Tedbirler hakkında da konuşan Kaneda, şöyle devam etti:“Tedbirler anlamında işin boyutu var. Öngörü ya da tahmin süreci var. Kastettiğimiz; ‘Şu gün, şu saatte deprem veya afet gerçekleşecek’ diye tahmin çok zor. Genel olarak belki birkaç yıl içerisinde belirli bir bölgede oluşacak bazı durumları öngörebiliyoruz. Bunun yapılması son derece önemli. Muhtemel deprem anında binaların tahliye edilmesi için planların yapılması, binaların kayıtlarının alınması önemli. Buda tedbir düzeyi olarak görülebilir. İşin eğitim boyutu da var. Risklerin azaltılması, kayıpların yaşanması anlamında ve afet riskinin azaltılması önemli. Örneğin bizim ülkemizde tsunami oluyor. Tsunami riski söz konusuysa belli bölgeleri tahliye etmeniz lazım.”

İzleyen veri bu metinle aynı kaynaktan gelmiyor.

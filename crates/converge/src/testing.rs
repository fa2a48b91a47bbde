//! Test doubles shared by the unit tests

use crate::context::ApplyContext;
use crate::provider::{PrefetchError, Provider, ProviderId};
use crate::reference::ResourceRef;
use crate::resource::{BoxedResource, Resource, ResourceMeta};
use crate::types::{PropertyMap, Value};
use anyhow::Result;
use std::collections::{BTreeMap, BTreeSet};
use std::sync::{Arc, Mutex};

/// Shared record of what test resources were asked to do
#[derive(Debug, Clone, Default)]
pub struct Journal(Arc<Mutex<Vec<String>>>);

impl Journal {
    pub fn record(&self, entry: String) {
        if let Ok(mut entries) = self.0.lock() {
            entries.push(entry);
        }
    }

    pub fn entries(&self) -> Vec<String> {
        self.0.lock().map(|entries| entries.clone()).unwrap_or_default()
    }

    /// Entries starting with `prefix`, with the prefix removed
    pub fn with_prefix(&self, prefix: &str) -> Vec<String> {
        self.entries()
            .iter()
            .filter_map(|entry| entry.strip_prefix(prefix).map(str::to_string))
            .collect()
    }
}

/// In-memory resource whose "system" is a property map
#[derive(Debug, Clone)]
pub struct TestResource {
    pub meta: ResourceMeta,
    pub desired: PropertyMap,
    pub system: Arc<Mutex<PropertyMap>>,
    pub journal: Journal,
    pub failing_sync: BTreeSet<String>,
    pub failing_retrieve: bool,
    pub refreshable: bool,
    pub failing_refresh: bool,
    pub self_refreshing: bool,
    pub suitable: bool,
    pub device_only: bool,
    pub pre_run_error: Option<String>,
    pub generated: Vec<TestResource>,
    pub eval_generated: Vec<TestResource>,
    pub generate_error: Option<String>,
}

impl TestResource {
    pub fn new(type_name: &str, title: &str) -> Self {
        Self {
            meta: ResourceMeta::new(type_name, title),
            desired: PropertyMap::new(),
            system: Arc::default(),
            journal: Journal::default(),
            failing_sync: BTreeSet::new(),
            failing_retrieve: false,
            refreshable: false,
            failing_refresh: false,
            self_refreshing: false,
            suitable: true,
            device_only: false,
            pre_run_error: None,
            generated: Vec::new(),
            eval_generated: Vec::new(),
            generate_error: None,
        }
    }

    pub fn wants(mut self, property: &str, value: Value) -> Self {
        self.desired.insert(property.to_string(), value);
        self
    }

    pub fn has(self, property: &str, value: Value) -> Self {
        if let Ok(mut system) = self.system.lock() {
            system.insert(property.to_string(), value);
        }
        self
    }

    pub fn journal(mut self, journal: &Journal) -> Self {
        self.journal = journal.clone();
        self
    }

    pub fn failing_sync(mut self, property: &str) -> Self {
        self.failing_sync.insert(property.to_string());
        self
    }

    pub fn refreshable(mut self) -> Self {
        self.refreshable = true;
        self
    }

    pub fn tagged(mut self, tags: &[&str]) -> Self {
        self.meta.tag(tags);
        self
    }

    pub fn with_meta(mut self, edit: impl FnOnce(ResourceMeta) -> ResourceMeta) -> Self {
        self.meta = edit(self.meta);
        self
    }

    pub fn system_value(&self, property: &str) -> Option<Value> {
        self.system.lock().ok()?.get(property).cloned()
    }

    pub fn boxed(self) -> BoxedResource {
        Box::new(self)
    }
}

impl Resource for TestResource {
    fn meta(&self) -> &ResourceMeta {
        &self.meta
    }

    fn meta_mut(&mut self) -> &mut ResourceMeta {
        &mut self.meta
    }

    fn suitable(&self) -> bool {
        self.suitable
    }

    fn appliable_to_host(&self) -> bool {
        !self.device_only
    }

    fn appliable_to_device(&self) -> bool {
        self.device_only
    }

    fn pre_run_check(&self) -> Result<()> {
        match &self.pre_run_error {
            Some(message) => anyhow::bail!("{message}"),
            None => Ok(()),
        }
    }

    fn generate(&mut self) -> Result<Vec<BoxedResource>> {
        if let Some(message) = &self.generate_error {
            anyhow::bail!("{message}");
        }
        Ok(std::mem::take(&mut self.generated)
            .into_iter()
            .map(TestResource::boxed)
            .collect())
    }

    fn can_eval_generate(&self) -> bool {
        !self.eval_generated.is_empty() || self.generate_error.is_some()
    }

    fn eval_generate(&mut self) -> Result<Vec<BoxedResource>> {
        if let Some(message) = &self.generate_error {
            anyhow::bail!("{message}");
        }
        Ok(std::mem::take(&mut self.eval_generated)
            .into_iter()
            .map(TestResource::boxed)
            .collect())
    }

    fn self_refresh(&self) -> bool {
        self.self_refreshing
    }

    fn responds_to(&self, callback: &str) -> bool {
        self.refreshable && callback == "refresh"
    }

    fn callback(&mut self, callback: &str) -> Result<()> {
        self.journal.record(format!("{callback} {}", self.meta.reference));
        if self.failing_refresh {
            anyhow::bail!("{callback} failed");
        }
        Ok(())
    }

    fn desired_state(&self) -> PropertyMap {
        self.desired.clone()
    }

    fn current_state(&self, _ctx: &ApplyContext) -> Result<PropertyMap> {
        if self.failing_retrieve {
            anyhow::bail!("cannot read {}", self.meta.reference);
        }
        let system = self
            .system
            .lock()
            .map_err(|_| anyhow::anyhow!("system state poisoned"))?;
        Ok(system.clone())
    }

    fn sync(&mut self, property: &str, desired: &Value, _ctx: &ApplyContext) -> Result<()> {
        self.journal
            .record(format!("sync {} {property}", self.meta.reference));
        if self.failing_sync.contains(property) {
            anyhow::bail!("sync of {property} refused");
        }
        let mut system = self
            .system
            .lock()
            .map_err(|_| anyhow::anyhow!("system state poisoned"))?;
        system.insert(property.to_string(), desired.clone());
        Ok(())
    }

    fn flush(&mut self) -> Result<()> {
        self.journal.record(format!("flush {}", self.meta.reference));
        Ok(())
    }
}

/// Provider that answers prefetch from a fixed table
#[derive(Debug)]
pub struct TestProvider {
    pub id: ProviderId,
    pub state: BTreeMap<String, PropertyMap>,
    pub failure: Option<fn(String) -> PrefetchError>,
    pub journal: Journal,
}

impl TestProvider {
    pub fn new(resource_type: &str, name: &str, journal: &Journal) -> Self {
        Self {
            id: ProviderId::new(resource_type, name),
            state: BTreeMap::new(),
            failure: None,
            journal: journal.clone(),
        }
    }
}

impl Provider for TestProvider {
    fn id(&self) -> &ProviderId {
        &self.id
    }

    fn supports_prefetch(&self) -> bool {
        true
    }

    fn prefetch(
        &mut self,
        resources: &BTreeMap<String, ResourceRef>,
    ) -> Result<BTreeMap<String, PropertyMap>, PrefetchError> {
        let names: Vec<&str> = resources.keys().map(String::as_str).collect();
        self.journal
            .record(format!("prefetch {} {}", self.id, names.join(",")));
        if let Some(failure) = self.failure {
            return Err(failure(format!("{} cannot list", self.id)));
        }
        Ok(self
            .state
            .iter()
            .filter(|(name, _)| resources.contains_key(*name))
            .map(|(name, state)| (name.clone(), state.clone()))
            .collect())
    }

    fn post_resource_eval(&mut self) -> Result<()> {
        self.journal.record(format!("post {}", self.id));
        Ok(())
    }
}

Tsunami ile ilgili de konuşan Kaneda, “Bir toprak kayması olması durumunda denizin dibinde, hacimli ve kitlesel olarak yer değiştirme olursa bilhassa deniz dibinde tsunami olması mümkün. Marmara Denizi’nin dibi ihtimali üzerinde konuşursak oldukça eğimli yapısı olduğunu söyleyebiliriz, bu anlamda toprak kayması gibi bir durumun olması mümkün olabilir. Bu da beraberinde tsunami etkisi oluşturabilir” diye konuştu.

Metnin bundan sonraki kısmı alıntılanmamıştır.